At this moment, as i ponder and reflect on the events of the past weeks, of the huge tumultous waves one after another, i think it best to journal everything that had taken place. I pray that these be stones of reminder that some day i can look back and be reminded that through it all God was with me, carrying me and holding me close to His heart. His strength never failed. His mercies new each morning. His faithfulness never ceasing.

1st-4th June - travel to Bangkok for training. Kept craving for tomyam soups. Must be the place. Think lemongrass. Think yummy tom yam.
6th-10th June - Travel to HK for meeting. Had superb appetite.
12th June - Back at home. Did Pregnancy test. Was surprised to see the positive result.
14th June - Went to see gynae. Could see the sac, but couldn't detect heartbeat yet, probably due to fetus still being small. But blood test confirmed pregnancy.
21st June - Went for 2nd check up. Could see baby's strong heartbeat. Amazing!
22nd June - Celebrated Father's Day for YY.
4th July - Went for 3rd check up. Baby's heart beat strong and robust.
7th July - Had slight bleeding. Rested in bed. Went to see gynae at noon. Everyone shocked and horrified that no heartbeat detected. Did 3 scans. Came home. Cried buckets. Never felt so shocked and disappointed before.
8th July - Went to another gynae for 2nd opinion. Did 2 scans. Still no heartbeat. Came home. Cried buckets some more. But decided to pray for God to work a miracle.
14th July - Went for check up with gynae again. Did scan. Still no heartbeat. We were so sad. But we surrendered it all to God. He knows best. But was still feeling so devastated, so lost. My heart ached so deeply - the worst i had ever felt my entire life. I cried the whole night. The tears just wouldn't stop flowing. The heart just wouldn't stop aching.
15th July - I woke up with swollen eyes and an aching heart. Just when i thought all tears had been dried up, i cried some more. I bled a bit more. Arranged for a D&C surgery the next day.
16th July - I went for surgery. Fearful. Not knowing what to expect. But trusting God for a painless & peaceful experience (physical & emotional). Drs were great. Nurses were great. Surgery went well. Came home. Heart still aching, but a quiet peace resides within. As we prayed before i slept last night, we decided to name our baby Xin En.
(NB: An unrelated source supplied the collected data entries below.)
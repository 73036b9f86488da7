//! Character list context and hooks for the UI.
//!
//! [`RosterProvider`] owns the [`ListState`] signal and the controller that
//! drives it, and starts the initial page load on mount. Components below it
//! read the state with [`use_list_state`] and trigger operations through the
//! controller returned by [`use_roster`].

use api::HttpBackend;
use dioxus::prelude::*;
use roster::{
    Acknowledgement, BackendError, Character, CharacterBackend, CharacterId, CharacterList,
    CharacterUpdate, ListState, Page, Reply, RosterConfig, SearchFilter, StateHandle,
};

use crate::BrowserPrompter;

/// A [`ListState`] kept in a Dioxus signal.
#[derive(Clone, Copy, PartialEq)]
pub struct SignalState(pub Signal<ListState>);

impl StateHandle for SignalState {
    fn update<R>(&self, f: impl FnOnce(&mut ListState) -> R) -> R {
        let mut signal = self.0;
        let mut state = signal.write();
        f(&mut *state)
    }

    fn read<R>(&self, f: impl FnOnce(&ListState) -> R) -> R {
        f(&*self.0.peek())
    }
}

/// The backend the panel talks to. A config that does not yield a usable URL
/// still produces a backend, one whose every request fails as a transport
/// error, so the rest of the UI does not need a separate error path.
#[derive(Clone, Debug)]
pub enum PanelBackend {
    Http(HttpBackend),
    Misconfigured(String),
}

impl PanelBackend {
    pub fn from_config(config: &RosterConfig) -> Self {
        let base_url = resolve_base_url(config);
        match HttpBackend::new(&base_url) {
            Ok(backend) => {
                tracing::info!(base_url = %backend.base_url(), "using character backend");
                PanelBackend::Http(backend)
            }
            Err(e) => {
                tracing::error!("Backend unavailable: {e}");
                PanelBackend::Misconfigured(e.to_string())
            }
        }
    }

    pub fn problem(&self) -> Option<&str> {
        match self {
            PanelBackend::Http(_) => None,
            PanelBackend::Misconfigured(reason) => Some(reason),
        }
    }

    fn unavailable(reason: &str) -> BackendError {
        BackendError::Transport(reason.to_string())
    }
}

impl CharacterBackend for PanelBackend {
    async fn list_page(&self, page: u32, per_page: u32) -> Result<Reply<Page>, BackendError> {
        match self {
            PanelBackend::Http(http) => http.list_page(page, per_page).await,
            PanelBackend::Misconfigured(reason) => Err(Self::unavailable(reason)),
        }
    }

    async fn search(&self, filter: &SearchFilter) -> Result<Reply<Vec<Character>>, BackendError> {
        match self {
            PanelBackend::Http(http) => http.search(filter).await,
            PanelBackend::Misconfigured(reason) => Err(Self::unavailable(reason)),
        }
    }

    async fn update(
        &self,
        id: CharacterId,
        body: &CharacterUpdate,
    ) -> Result<Acknowledgement, BackendError> {
        match self {
            PanelBackend::Http(http) => http.update(id, body).await,
            PanelBackend::Misconfigured(reason) => Err(Self::unavailable(reason)),
        }
    }

    async fn delete(&self, id: CharacterId) -> Result<Acknowledgement, BackendError> {
        match self {
            PanelBackend::Http(http) => http.delete(id).await,
            PanelBackend::Misconfigured(reason) => Err(Self::unavailable(reason)),
        }
    }
}

/// The controller type shared through context.
pub type Roster = CharacterList<PanelBackend, SignalState, BrowserPrompter>;

/// Configured base URL, or the page origin when the config leaves it empty.
pub fn resolve_base_url(config: &RosterConfig) -> String {
    let configured = config.api.base_url.trim();
    if !configured.is_empty() {
        return configured.to_string();
    }

    #[cfg(target_arch = "wasm32")]
    {
        web_sys::window()
            .and_then(|window| window.location().origin().ok())
            .unwrap_or_default()
    }
    #[cfg(not(target_arch = "wasm32"))]
    {
        "http://127.0.0.1:5000".to_string()
    }
}

/// Get the character list controller.
pub fn use_roster() -> Roster {
    use_context::<Roster>()
}

/// Get the list state signal. Reading it subscribes the component.
pub fn use_list_state() -> Signal<ListState> {
    use_context::<Signal<ListState>>()
}

/// Provider component for the character list.
/// Wrap the admin views with this component.
#[component]
pub fn RosterProvider(config: RosterConfig, children: Element) -> Element {
    let per_page = config.per_page();
    let state = use_signal(move || ListState::new(per_page));

    let roster = use_context_provider(|| {
        CharacterList::new(
            PanelBackend::from_config(&config),
            SignalState(state),
            BrowserPrompter,
        )
        .with_pipeline(config.search_pipeline())
    });
    use_context_provider(|| state);

    let problem = roster.backend().problem().map(str::to_string);

    // Load page 1 on mount
    use_hook(move || {
        spawn(async move {
            roster.load().await;
        });
    });

    rsx! {
        if let Some(problem) = problem {
            div {
                class: "roster-banner roster-banner--error",
                "Backend unavailable: {problem}"
            }
        }
        {children}
    }
}
//! # Wire models for the character backend
//!
//! Defines the records exchanged with the `/characters` REST surface and the
//! envelopes the backend wraps them in. Everything here is
//! `Serialize + Deserialize` so the same types serve the HTTP client in the
//! `api` crate and the in-memory backend used by tests.
//!
//! ## Types
//!
//! | Type | Represents |
//! |------|-----------|
//! | [`Character`] | One record: server-assigned `id`, first and last name, optional occupation. |
//! | [`CharacterUpdate`] | The full-replacement body sent with `PUT /characters/{id}`. |
//! | [`Page`] / [`PageMeta`] | A page of records plus the pagination metadata returned by `GET /characters`. |
//! | [`Reply`] | Either the expected payload or one of the two backend signals (`error`, `message`). |
//! | [`Acknowledgement`] | The `{ message }` / `{ error }` body returned by update and delete. |
//!
//! The backend reports every outcome through a JSON body, whatever the HTTP
//! status, so callers decode [`Reply`] and [`Acknowledgement`] unconditionally.

use serde::{Deserialize, Serialize};

/// Server-assigned character identifier.
pub type CharacterId = i64;

/// A character record as returned by the backend.
#[derive(Clone, Debug, PartialEq, Eq, Serialize, Deserialize)]
pub struct Character {
    pub id: CharacterId,
    pub first_name: String,
    pub last_name: String,
    /// Absent and `null` both decode to `None`.
    #[serde(default)]
    pub occupation: Option<String>,
}

/// Body of an update request. Always a full replacement of the three fields.
#[derive(Clone, Debug, Default, PartialEq, Eq, Serialize, Deserialize)]
pub struct CharacterUpdate {
    pub first_name: String,
    pub last_name: String,
    pub occupation: String,
}

/// Pagination metadata attached to a list response.
#[derive(Clone, Debug, PartialEq, Eq, Serialize, Deserialize)]
pub struct PageMeta {
    pub page: u32,
    pub total_pages: u32,
    #[serde(default, skip_serializing_if = "Option::is_none")]
    pub per_page: Option<u32>,
    #[serde(default, skip_serializing_if = "Option::is_none")]
    pub total_records: Option<u32>,
}

/// A single page of records: `{ data: [...], meta: {...} }`.
#[derive(Clone, Debug, PartialEq, Eq, Serialize, Deserialize)]
pub struct Page {
    pub data: Vec<Character>,
    pub meta: PageMeta,
}

/// A backend response that either carries the expected payload or one of the
/// backend's two signals.
///
/// Variant order matters for decoding: a body with an `error` field is an
/// error even if it also has a `message`.
#[derive(Clone, Debug, PartialEq, Eq, Serialize, Deserialize)]
#[serde(untagged)]
pub enum Reply<T> {
    Error { error: String },
    Message { message: String },
    Data(T),
}

impl<T> Reply<T> {
    pub fn data(value: T) -> Self {
        Reply::Data(value)
    }

    pub fn error(text: impl Into<String>) -> Self {
        Reply::Error { error: text.into() }
    }

    pub fn message(text: impl Into<String>) -> Self {
        Reply::Message {
            message: text.into(),
        }
    }

    /// The server-authored text of an `error` or `message` signal.
    pub fn signal(&self) -> Option<&str> {
        match self {
            Reply::Error { error } => Some(error),
            Reply::Message { message } => Some(message),
            Reply::Data(_) => None,
        }
    }

    pub fn into_data(self) -> Option<T> {
        match self {
            Reply::Data(value) => Some(value),
            _ => None,
        }
    }
}

/// Response body of update and delete requests.
#[derive(Clone, Debug, Default, PartialEq, Eq, Serialize, Deserialize)]
pub struct Acknowledgement {
    #[serde(default, skip_serializing_if = "Option::is_none")]
    pub message: Option<String>,
    #[serde(default, skip_serializing_if = "Option::is_none")]
    pub error: Option<String>,
}

impl Acknowledgement {
    pub fn success(message: impl Into<String>) -> Self {
        Self {
            message: Some(message.into()),
            error: None,
        }
    }

    pub fn failure(error: impl Into<String>) -> Self {
        Self {
            message: None,
            error: Some(error.into()),
        }
    }

    /// Text to show the user: the message if present, otherwise the error.
    pub fn text(&self) -> Option<&str> {
        self.message.as_deref().or(self.error.as_deref())
    }
}
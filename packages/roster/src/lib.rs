pub mod backend;
pub mod config;
pub mod controller;
pub mod models;
pub mod search;
pub mod state;

mod memory;
pub use memory::MemoryBackend;

pub use backend::{BackendError, CharacterBackend};
pub use config::{ConfigError, RosterConfig};
pub use controller::{CharacterList, Prompter, StateHandle, DELETE_PROMPT};
pub use models::{Acknowledgement, Character, CharacterId, CharacterUpdate, Page, PageMeta, Reply};
pub use search::{SearchField, SearchFilter, SearchPipeline};
pub use state::{render_rows, EditableRow, ListState, PageShown, RowField, Ticket, View};
use dioxus::prelude::*;

use crate::provider::use_roster;

/// Free-text search over first and last names. Submitting an empty query
/// returns to page 1.
#[component]
pub fn SearchBar() -> Element {
    let roster = use_roster();
    let mut query = use_signal(String::new);

    let search = move || {
        let roster = roster.clone();
        let text = query.peek().clone();
        spawn(async move {
            roster.search(&text).await;
        });
    };
    let search_on_click = search.clone();

    rsx! {
        div {
            class: "roster-search",
            input {
                id: "searchInput",
                class: "roster-input",
                r#type: "text",
                placeholder: "Search by first or last name",
                value: query(),
                oninput: move |evt: FormEvent| query.set(evt.value()),
                onkeydown: move |evt: KeyboardEvent| {
                    if evt.key() == Key::Enter {
                        search();
                    }
                },
            }
            button {
                class: "roster-btn",
                onclick: move |_: MouseEvent| search_on_click(),
                "Search"
            }
        }
    }
}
Xin because it means heart. En because it means grace. Though her (or his) heart has stopped, but we had the privilege and blessing of seeing her heartbeat. And in Jeremiah 1:5, it says "before i formed you in your mother's womb, I knew you.". And in Ps 139: 13 "For You formed my inward parts, You covered me in my mother's womb." God is her maker. God knows her name. Because we have prayed for her, and commited her to the Lord, we have the blessed assurance of knowing that baby Xin En is with her maker in Heaven.

I don't know if my heart will ever stop aching. It is so very painful to lose a child- one whom we have prayed for for so long, and finally had the blessing to conceive and had been so delighted to carry even for the few short weeks.

But i am so thankful that even in these moments of grief and deep anguish, God has so graciously carried both me & YY through, with His strength, His comfort and His peace.

* We are thankful for family and friends who have been praying for us, with us, and blessing us through this time. We thank God for you.